Can't find what you need? Write it in Janet. See the full layout reference.
Janet, Not Lua🔗
Most window managers embed Lua or nothing. Triad embeds Janet — a small Lisp with a strict sandbox, an immutable data model, and no dependencies beyond a single C file. Scripts run inside the process, see the session as a native table, and drive placement without a socket round-trip or JSON parse.
A script can ask how many windows share a tag, what layout is running, and whether your IDE is already open — then act on the answer. KDL rules cannot do that. Janet can. See Janet Scripting.
Flat, Not Hierarchical🔗
Most window managers treat workspaces as containers: a window lives inside one, moving it means lifting it out and dropping it in another, and scripting against it means walking an object graph. Triad's model is flat. A window is a record. Its relationship to tags is a bitmask. The layout projection re-derives everything from that on every render pass.

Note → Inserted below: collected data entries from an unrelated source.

//! Server state reconciliation
//!
//! Folds the inputs the server has not yet acknowledged onto an
//! authoritative snapshot, producing the corrected predicted state.
//!
//! A reconciliation call takes the input buffer by `&mut`, so no push can
//! interleave between acknowledging and replaying: every pending input is
//! replayed exactly once.

use crate::message::Snapshot;
use crate::{Error, InputBuffer, Result};
use tracing::debug;

/// Number of leading position components treated as the 2D input target
const PLANAR_DIMENSIONS: usize = 2;

/// Replay-after-acknowledge prediction corrector
#[derive(Debug, Clone, Default)]
pub struct Reconciler {
    /// Session-constant position count, locked by the first snapshot
    positions_len: Option<usize>,
    /// Result of the last successful reconciliation
    last_reconciled: Option<Snapshot>,
}

impl Reconciler {
    /// Create a reconciler with no session shape yet
    pub fn new() -> Self {
        Self::default()
    }

    /// Correct the predicted state against an authoritative snapshot
    ///
    /// Acknowledges `authoritative.version` in `inputs`, then adds each
    /// remaining input's axes to position components 0 and 1. The result
    /// carries the last replayed input's version, or the authoritative
    /// version when nothing is pending.
    ///
    /// Validation happens before anything is touched: on error the input
    /// buffer and this reconciler are unchanged.
    pub fn reconcile(&mut self, authoritative: &Snapshot, inputs: &mut InputBuffer) -> Result<Snapshot> {
        let actual = authoritative.positions.len();
        if actual < PLANAR_DIMENSIONS {
            return Err(Error::InsufficientDimensions {
                required: PLANAR_DIMENSIONS,
                actual,
            });
        }
        if let Some(expected) = self.positions_len {
            if expected != actual {
                return Err(Error::ShapeMismatch { expected, actual });
            }
        }

        inputs.acknowledge(authoritative.version);

        let mut positions = authoritative.positions.clone();
        let mut version = authoritative.version;
        for input in inputs.iter() {
            positions[0] += input.horizontal;
            positions[1] += input.vertical;
            version = input.version;
        }

        debug!(
            server_version = authoritative.version,
            replayed = inputs.len(),
            predicted_version = version,
            "reconciled"
        );

        let reconciled = Snapshot::new(version, positions);
        self.positions_len = Some(actual);
        self.last_reconciled = Some(reconciled.clone());
        Ok(reconciled)
    }

    /// Last corrected prediction, if any
    pub fn last_reconciled(&self) -> Option<&Snapshot> {
        self.last_reconciled.as_ref()
    }

    /// Position count locked for this session
    pub fn positions_len(&self) -> Option<usize> {
        self.positions_len
    }

    /// Forget the session shape and last result
    pub fn reset(&mut self) {
        self.positions_len = None;
        self.last_reconciled = None;
    }
}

Conditional logic stays cheap. A placement decision is a handful of index lookups against a flat snapshot, not a tree traversal.
Built on River🔗
River separates the Wayland compositor from the window manager at the protocol level. River owns rendering, input routing, and the Wayland session. Triad runs as a separate process — owning placement and policy, nothing more.
The consequence is practical: a Triad crash or reload doesn't drop your session. River keeps your windows visible. Triad restarts, reconnects, and resumes. Frame synchronization happens at the compositor level, so layout changes are atomic — no torn frames, no gaps while windows resize into place. Input latency stays compositor-level regardless of what Triad does.
Isaac Freund explains the design in Separating the Wayland Compositor and Window Manager.
Built to Last🔗
Crash-resilient. Layout errors don't reach the compositor. Stable tag and window IDs let long-running scripts survive reloads without losing context. See IPC & Commands.
Fast and lean. Written in Nim. No object graph to walk on every render pass.
Shell-ready. Niri-compatible IPC means Waybar, Quickshell, Noctalia, and DankMaterialShell work without modification.